Microkhan by Brendan I. Koerner

Poison on the March

July 15th, 2009 · No Comments

PoisoningDeaths
A loyal reader recently sent us the above graph, culled from a recent issue of Morbidity and Mortality Weekly Report. The accompanying text only explains what’s obvious to even the untrained eye: as the age-adjusted death rates linked to firearms and motor-vehicle accidents have declined, poison has become an increasingly efficient killer of Americans.

Does this mean our nation’s children are becoming more proficient at opening kitchen cabinets and getting at the cleaning supplies? Not at all—the Centers for Disease Control includes prescription drug overdoses among its poisoning statistics. And those overdoses constitute the vast majority of today’s cases of death-by-poison:

More than 23,000 unintentional poisoning deaths occurred in the United States in 2005. Almost all of them were due to drugs.

(Our bolding.) While about half of calls to poison-control centers involve concerns over children’s ingestion of chemicals, such incidents lead to relatively few fatalities—in part, of course, because the centers help the most severely affected victims obtain critical medical assistance. But adults who’ve taken too many pills? They’re less likely to call, perhaps because of their impaired judgment. And so, unlike with injuries due to firearms or traffic accidents, many poisoning victims never receive care until it’s too late.

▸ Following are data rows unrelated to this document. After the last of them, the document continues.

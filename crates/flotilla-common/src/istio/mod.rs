//! Istio networking resource types
//!
//! Typed subsets of `networking.istio.io/v1alpha3` covering the fields
//! Flotilla reads and writes. Declared as CRDs so `Api<ServiceEntry>` etc.
//! round-trip `resourceVersion` for optimistic-concurrency updates.

mod destination_rule;
mod service_entry;
mod sidecar;

pub use destination_rule::{
    ClientTlsSettings, ConnectionPoolSettings, DestinationRule, DestinationRuleSpec,
    HttpConnectionPool, LoadBalancerSettings, LocalityLbDistribute, LocalityLbSetting,
    OutlierDetection, TrafficPolicySettings,
};
pub use service_entry::{ServiceEntry, ServiceEntryPort, ServiceEntrySpec, WorkloadEntry};
pub use sidecar::{EgressListener, Sidecar, SidecarSpec, SidecarWorkloadSelector};

/// `location` value for hosts that are part of the mesh
pub const MESH_INTERNAL: &str = "MESH_INTERNAL";

/// `resolution` value for hosts resolved through DNS
pub const RESOLUTION_DNS: &str = "DNS";

/// TLS mode for mesh-internal mutual TLS
pub const ISTIO_MUTUAL: &str = "ISTIO_MUTUAL";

The more important story here, however, is our increasing reliance on prescription drugs. Check out the stats here (PDF); the percent of Americans taking at least one medication per month increased by 19.4 percent between 1988 and 2004. And the number of heavy users—that is, people taking three or more prescriptions per month—nearly doubled over that same time span. Small wonder, then, that overdoses have increased—even the most beneficial medicines can do grave harm if taken in large quantities. Which is probably a good reason for physicians to be a wee bit more cautious when doling out the pills—something that’s unlikely to happen in our current FUBAR health-care system, in which writing scripts is often the quickest, cheapest way to dispense with bothersome patients.